Why India Has Modest Presence in Global Citrus Trade: Agricultural Export Policy Must Move Closer to Ground Realities
This is why citrus should not be treated as a narrow commodity issue. It reveals a larger problem in India’s agricultural development model. India wants to move from being a large producer to becoming a reliable supplier in high-value agricultural trade. But that transition cannot happen through production alone. It requires farm-to-port systems designed around perishability.
A mandarin picked in Nagpur does not become an export success at the orchard. It has to survive the 'mandi' (wholesale agricultural market), the trader, the grading table, the truck, the cold chain, the inspection desk and the port. At each stage, time is lost. By the time the fruit is ready to leave India, part of its value may already have dissipated.

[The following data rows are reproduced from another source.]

//! Error types for pagespeed-monitor

use thiserror::Error;

/// Errors that can occur while auditing, extracting, or appending
#[derive(Debug, Error)]
pub enum MonitorError {
    /// Transport-level HTTP failure (connect, TLS, body read)
    #[error("HTTP error for {url}: {reason}")]
    Http { url: String, reason: String },

    /// Remote service answered with a non-success status
    #[error("{service} returned {status}: {body}")]
    Status {
        service: String,
        status: u16,
        body: String,
    },

    /// Request exceeded its deadline
    #[error("Operation timed out: {0}")]
    Timeout(String),

    /// Response body could not be decoded
    #[error("Failed to decode response: {0}")]
    Decode(String),

    /// Audit result lacked the expected structure
    #[error("Extraction failed for {target} ({strategy}): {reason}")]
    Extraction {
        target: String,
        strategy: String,
        reason: String,
    },

    /// Credential loading or token exchange failure
    #[error("Authentication error: {0}")]
    Auth(String),

    /// Sink rejected the row
    #[error("Sink error: {0}")]
    Sink(String),

    /// Target URL rejected on insertion
    #[error("Invalid target '{target}': {reason}")]
    InvalidTarget { target: String, reason: String },

    /// Configuration error
    #[error("Configuration error: {0}")]
    Config(String),

    #[error("IO error: {0}")]
    Io(#[from] std::io::Error),

    /// Serialization/deserialization failure
    #[error("Serialization error: {0}")]
    Serialization(#[from] serde_json::Error),
}

impl MonitorError {
    /// Map a reqwest error onto the timeout / transport split
    ///
    /// The request URL is stripped from the error text since it carries
    /// the API key.
    pub(crate) fn from_reqwest(url: &str, err: reqwest::Error) -> Self {
        let err = err.without_url();
        if err.is_timeout() {
            MonitorError::Timeout(format!("request to {} exceeded its deadline", url))
        } else if err.is_decode() {
            MonitorError::Decode(err.to_string())
        } else {
            MonitorError::Http {
                url: url.to_string(),
                reason: err.to_string(),
            }
        }
    }
}

/// Longest remote error body carried in an error, in characters
pub(crate) const MAX_ERROR_BODY: usize = 512;

/// Cap a remote error body at [`MAX_ERROR_BODY`] characters
pub(crate) fn truncate_body(body: &str) -> String {
    body.chars().take(MAX_ERROR_BODY).collect()
}

/// Result type alias for monitor operations
pub type Result<T> = std::result::Result<T, MonitorError>;
use stagecraft_common::AsAny;

use crate::engine::Engine;
use crate::error::HookResult;

/// How often a plugin runs.
#[derive(Debug, Clone, Copy, PartialEq, Eq, Default)]
pub enum Execution {
    /// `update` runs once, synchronously, when the plugin is added. The
    /// plugin is then dropped and never initialized or disposed.
    Once,
    /// Kept in the plugin table and driven every tick.
    #[default]
    Always,
}

/// An engine-wide extension driven by the scheduler.
///
/// Plugins add cross-cutting systems (input, component processing) without
/// the engine knowing their types. Other code finds a registered plugin
/// through [`Engine::plugin`] or [`Engine::get_plugin_by_type_name`].
pub trait Plugin: AsAny {
    /// Stable key the plugin is registered under. Registering a second
    /// Always plugin with the same key replaces the first.
    fn key(&self) -> &'static str {
        std::any::type_name::<Self>()
    }

    fn execution(&self) -> Execution {
        Execution::Always
    }

    /// Runs once, on the first tick the plugin is enabled.
    fn initialize(&mut self, _ctx: &mut PluginCtx<'_>) -> HookResult {
        Ok(())
    }

    fn update(&mut self, _ctx: &mut PluginCtx<'_>) -> HookResult {
        Ok(())
    }

    fn late_update(&mut self, _ctx: &mut PluginCtx<'_>) -> HookResult {
        Ok(())
    }

    /// Runs when the plugin leaves the table.
    fn dispose(&mut self) {}
}

/// What a plugin hook sees.
pub struct PluginCtx<'a> {
    pub engine: &'a mut Engine,
    pub delta: f32,
    pub paused: bool,
}

pub(crate) struct PluginSlot {
    /// `None` only while one of the plugin's own hooks is running.
    pub(crate) plugin: Option<Box<dyn Plugin>>,
    pub(crate) enabled: bool,
    pub(crate) initialized: bool,
}

impl PluginSlot {
    pub(crate) fn new(plugin: Box<dyn Plugin>) -> Self {
        Self {
            plugin: Some(plugin),
            enabled: true,
            initialized: false,
        }
    }
}

#[cfg(test)]
mod tests {
    use super::*;

    struct Radar;
    impl Plugin for Radar {}

    struct Named;
    impl Plugin for Named {
        fn key(&self) -> &'static str {
            "named"
        }
        fn execution(&self) -> Execution {
            Execution::Once
        }
    }

    #[test]
    fn default_key_is_type_name() {
        let boxed: Box<dyn Plugin> = Box::new(Radar);
        assert!(boxed.key().ends_with("Radar"));
        assert_eq!(boxed.execution(), Execution::Always);
    }

    #[test]
    fn key_and_execution_can_be_overridden() {
        let boxed: Box<dyn Plugin> = Box::new(Named);
        assert_eq!(boxed.key(), "named");
        assert_eq!(boxed.execution(), Execution::Once);
    }
}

This is the lesser known problem behind India’s limited presence in global citrus markets. India is among the world’s major citrus producers, with large harvests, diverse growing regions and recognized varieties such as the Nagpur mandarin, which received a Geographical Indication tag for its distinctive identity. Yet India’s presence in international citrus trade remains modest when compared with exporters such as Egypt, Spain and South Africa. The gap is not only about production, demand or access to foreign markets. It is also about what happens after harvest.
Supply Chain Gaps
For perishables, timing is not a minor logistical concern. It is part of the product itself. A mandarin that reaches a buyer late is not the same commercial good that left the orchard. Freshness, firmness, color, shelf life and visual quality all determine whether fruit can enter premium markets. Once these qualities begin to deteriorate, exportability becomes fragile.
India’s citrus supply chain was not built around this urgency. Production clusters, especially in central India, are often far from major export gateways. Fruit usually passes through local mandis, traders and aggregation points before it reaches sorting or packing facilities. None of these stages is unusual in itself. But each pause, each round of handling, and each delay in movement consumes the narrow window within which the fruit must retain export-grade quality.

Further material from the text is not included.